(Work to be completed)
Copy the entries that follow, exactly and completely.

-------- Recorded data --------

// SPDX-FileCopyrightText: 2026 Patchbay Contributors
// SPDX-License-Identifier: MIT OR Apache-2.0

//! Configuration system for Patchbay.
//!
//! Provides the schemaless [`Config`] mapping the plugin registry reads and
//! mutates, layered TOML + environment loading, validation of the keys
//! Patchbay owns, and miette diagnostic rendering.
//!
//! # Usage
//!
//! ```no_run
//! use patchbay_config::load_and_validate;
//!
//! let config = load_and_validate(std::path::Path::new(".")).expect("config errors");
//! println!("enabled: {:?}", config.enabled_plugins());
//! ```

pub mod diagnostic;
pub mod loader;
pub mod model;
pub mod validation;

use std::path::Path;

pub use diagnostic::{ConfigError, render_errors};
pub use loader::{
    load_config, load_config_file, load_config_from_path, load_config_from_str, save_config,
};
pub use model::{Config, PLUGINS_KEY, Settings};

/// Load the configuration under `root` and validate it.
///
/// 1. Loads config from `<root>/config.toml` + env vars via Figment
/// 2. On success: runs post-deserialization validation
/// 3. On Figment error: converts to miette diagnostics
pub fn load_and_validate(root: &Path) -> Result<Config, Vec<ConfigError>> {
    match loader::load_config(root) {
        Ok(config) => {
            validation::validate_config(&config)?;
            Ok(config)
        }
        Err(err) => Err(diagnostic::figment_to_config_errors(err)),
    }
}

/// Load configuration from a specific TOML string and validate it.
///
/// Useful for testing and explicit configuration.
pub fn load_and_validate_str(toml_content: &str) -> Result<Config, Vec<ConfigError>> {
    match loader::load_config_from_str(toml_content) {
        Ok(config) => {
            validation::validate_config(&config)?;
            Ok(config)
        }
        Err(err) => Err(diagnostic::figment_to_config_errors(err)),
    }
}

--------

(Your solution)
// SPDX-FileCopyrightText: 2026 Patchbay Contributors
// SPDX-License-Identifier: MIT OR Apache-2.0

//! Configuration system for Patchbay.
//!
//! Provides the schemaless [`Config`] mapping the plugin registry reads and
//! mutates, layered TOML + environment loading, validation of the keys
//! Patchbay owns, and miette diagnostic rendering.
//!
//! # Usage
//!
//! ```no_run
//! use patchbay_config::load_and_validate;
//!
//! let config = load_and_validate(std::path::Path::new(".")).expect("config errors");
//! println!("enabled: {:?}", config.enabled_plugins());
//! ```

pub mod diagnostic;
pub mod loader;
pub mod model;
pub mod validation;

use std::path::Path;

pub use diagnostic::{ConfigError, render_errors};
pub use loader::{
    load_config, load_config_file, load_config_from_path, load_config_from_str, save_config,
};
pub use model::{Config, PLUGINS_KEY, Settings};

/// Load the configuration under `root` and validate it.
///
/// 1. Loads config from `<root>/config.toml` + env vars via Figment
/// 2. On success: runs post-deserialization validation
/// 3. On Figment error: converts to miette diagnostics
pub fn load_and_validate(root: &Path) -> Result<Config, Vec<ConfigError>> {
    match loader::load_config(root) {
        Ok(config) => {
            validation::validate_config(&config)?;
            Ok(config)
        }
        Err(err) => Err(diagnostic::figment_to_config_errors(err)),
    }
}

/// Load configuration from a specific TOML string and validate it.
///
/// Useful for testing and explicit configuration.
pub fn load_and_validate_str(toml_content: &str) -> Result<Config, Vec<ConfigError>> {
    match loader::load_config_from_str(toml_content) {
        Ok(config) => {
            validation::validate_config(&config)?;
            Ok(config)
        }
        Err(err) => Err(diagnostic::figment_to_config_errors(err)),
    }
}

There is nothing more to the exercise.